A total of 9 strains of cultivable actinobacteria were isolated here using the selected approaches and media. BLAST analysis of nucleotide sequences aligned for the 16S rRNA gene revealed high similarity of strains between actinobacteria associated with D. baikalensis alga and sequences of actinobacteria strains that were previously deposited in the Genbank database (NCBI). All of the isolated strains were identified as bacteria related to phylum Actinobacteria (Table 1). It was revealed that 5 strains belonged to the genus Streptomyces sp. Also, one representative per each of the following genera was identified as Sacharopolyspora sp., Micromonospora sp., Rhodococcus sp., and Nonomurea sp.
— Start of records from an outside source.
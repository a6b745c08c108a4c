//! The run journal.
//!
//! An append-only `pipeline.log` in the working directory records one line
//! per stage event, in call order, mirroring the stage announcements the
//! original workflow wrote to its global log. The journal is purely
//! observational: any failure to open or write it is downgraded to a
//! warning and never affects the run.

use std::fs::{File, OpenOptions};
use std::io::Write;
use std::path::Path;
use std::sync::Mutex;

use tracing::warn;

use crate::core::stage::StageId;

pub const JOURNAL_FILE: &str = "pipeline.log";

#[derive(Debug, Default)]
pub struct ProgressLog {
    sink: Option<Mutex<File>>,
}

impl ProgressLog {
    /// Open (or create) the journal inside `working_dir`. On failure the
    /// journal is disabled for the rest of the run.
    pub fn open(working_dir: &Path) -> Self {
        let path = working_dir.join(JOURNAL_FILE);
        match OpenOptions::new().create(true).append(true).open(&path) {
            Ok(file) => ProgressLog {
                sink: Some(Mutex::new(file)),
            },
            Err(e) => {
                warn!(path = %path.display(), error = %e, "Could not open the run journal; continuing without it.");
                ProgressLog::disabled()
            }
        }
    }

    /// A journal that records nothing.
    pub fn disabled() -> Self {
        ProgressLog::default()
    }

    pub fn record(&self, stage: StageId, message: &str) {
        let Some(sink) = &self.sink else {
            return;
        };
        let Ok(mut file) = sink.lock() else {
            warn!("Run journal lock was poisoned; dropping journal entry.");
            return;
        };
        if let Err(e) = writeln!(file, "{}: {}", stage.key(), message) {
            warn!(error = %e, "Failed to append to the run journal.");
        }
    }
}

#[cfg(test)]
mod tests {
    use super::*;
    use tempfile::tempdir;

    #[test]
    fn records_lines_in_call_order() {
        let dir = tempdir().unwrap();
        let journal = ProgressLog::open(dir.path());
        journal.record(StageId::Repair, "Repairing");
        journal.record(StageId::Topology, "Generating topology");

        let content = std::fs::read_to_string(dir.path().join(JOURNAL_FILE)).unwrap();
        let lines: Vec<&str> = content.lines().collect();
        assert_eq!(lines, vec!["repair: Repairing", "topology: Generating topology"]);
    }

    #[test]
    fn reopening_appends_rather_than_truncates() {
        let dir = tempdir().unwrap();
        ProgressLog::open(dir.path()).record(StageId::Repair, "first run");
        ProgressLog::open(dir.path()).record(StageId::Repair, "second run");

        let content = std::fs::read_to_string(dir.path().join(JOURNAL_FILE)).unwrap();
        assert_eq!(content.lines().count(), 2);
    }

    #[test]
    fn unopenable_journal_swallows_writes() {
        let journal = ProgressLog::open(Path::new("/nonexistent/mdprep-journal-dir"));
        // Must not panic or error.
        journal.record(StageId::Repair, "lost");
    }

    #[test]
    fn disabled_journal_is_inert() {
        ProgressLog::disabled().record(StageId::Strip, "nothing");
    }
}
use mdprep::engine::error::EngineError;
use thiserror::Error;

pub type Result<T> = std::result::Result<T, CliError>;

#[derive(Debug, Error)]
pub enum CliError {
    #[error(transparent)]
    Pipeline(#[from] EngineError),

    #[error("Configuration error: {0}")]
    Config(String),

    #[error("Invalid argument: {0}")]
    Argument(String),

    #[error("I/O error: {0}")]
    Io(#[from] std::io::Error),

    #[error("Network error: {0}")]
    Network(#[from] reqwest::Error),

    #[error(transparent)]
    Other(#[from] anyhow::Error),
}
Based on comparison of the nucleotide sequences of 16S rRNA gene of isolated strains aligned with the sequences of actinobacteria deposited in the Genbank (NCBI), we show that the isolated strains form tight separate clades with representatives of similar species. Separate branches of each genus are presented in Figures S3S6. It is shown that the isolated strains related to the genus Streptomyces sp., Micromonospora sp., and Rhodococcus sp. do not form strict, independent, or distant clades with strains or genetic material previously found in soil or water substances, respectively.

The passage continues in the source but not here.